### Provided information ###

//! Native launcher generation.
//!
//! A launcher is `<stub><shebang line><zip holding __main__.py>`, written
//! back to back. The stub scans its own tail for the archive at startup, so
//! no padding or length prefix is involved.
//!
//! # Module Organization
//!
//! - `script` - the bootstrap `__main__.py`
//! - `stubs` - stub variants and where their bytes come from

mod script;
mod stubs;

pub use script::{python_literal, render_bootstrap};
pub use stubs::{DISTLIB_STUB_URL, LauncherStubs, StubVariant};

use crate::bundler::{
    error::{Context, ErrorExt, Result},
    manifest::{INSTALL_ROOT, InstallManifest},
    settings::{Arch, CommandSpec},
};
use std::{
    io::{Cursor, Write},
    path::{Path, PathBuf},
};
use zip::{CompressionMethod, write::SimpleFileOptions};

/// Name of the bootstrap script inside the embedded archive.
pub const MAIN_SCRIPT: &str = "__main__.py";

/// Zips the bootstrap script as the archive's only member.
///
/// Timestamps are pinned so identical input gives identical bytes.
fn embedded_archive(script: &str) -> Result<Vec<u8>> {
    let options = SimpleFileOptions::default()
        .compression_method(CompressionMethod::Stored)
        .last_modified_time(zip::DateTime::default());

    let mut zw = zip::ZipWriter::new(Cursor::new(Vec::new()));
    zw.start_file(MAIN_SCRIPT, options)?;
    zw.write_all(script.as_bytes())?;
    Ok(zw.finish()?.into_inner())
}

/// Assembles launcher bytes for `command` on top of `stub`.
pub fn launcher_bytes(command: &CommandSpec, variant: StubVariant, stub: &[u8]) -> Result<Vec<u8>> {
    let archive = embedded_archive(&render_bootstrap(command))?;
    let shebang = variant.shebang();

    let mut out = Vec::with_capacity(stub.len() + shebang.len() + archive.len());
    out.extend_from_slice(stub);
    out.extend_from_slice(shebang);
    out.extend_from_slice(&archive);
    Ok(out)
}

/// Writes `<command.name>.exe` into `output_dir`.
///
/// `output_dir` is registered in the manifest as a whole directory the first
/// time a launcher is written into it.
pub fn build_launcher(
    command: &CommandSpec,
    output_dir: &Path,
    arch: Arch,
    stubs: &LauncherStubs,
    manifest: &mut InstallManifest,
) -> Result<PathBuf> {
    let variant = StubVariant::for_command(command, arch);
    let stub = stubs.read(variant)?;
    let bytes = launcher_bytes(command, variant, &stub)?;

    let exe_path = output_dir.join(format!("{}.exe", command.name));
    std::fs::write(&exe_path, bytes).fs_context("writing launcher", &exe_path)?;
    log::info!(
        "Created launcher {} -> {}",
        exe_path.display(),
        command.entry_point
    );

    let dir_name = output_dir
        .file_name()
        .map(|n| n.to_string_lossy().into_owned())
        .context("launcher directory has no name")?;
    if !manifest.has_directory(&dir_name) {
        manifest.add_directory(dir_name, INSTALL_ROOT);
    }

    Ok(exe_path)
}
//! Binary package handling: pinned dependencies, lookup, and extraction.

mod extract;
mod finder;
mod lockfile;

pub use extract::{DATA_SUFFIX, extract_wheel};
pub use finder::{PackageSource, PypiSource, TargetPython, WheelLookup, WheelName, canonical_name};
pub use lockfile::{DependencySpec, parse_lockfile, read_lockfile};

###

Work to be completed | Taking the listing line by line, count those with the word "Cursor" and report that number only.

Completed exercise | 2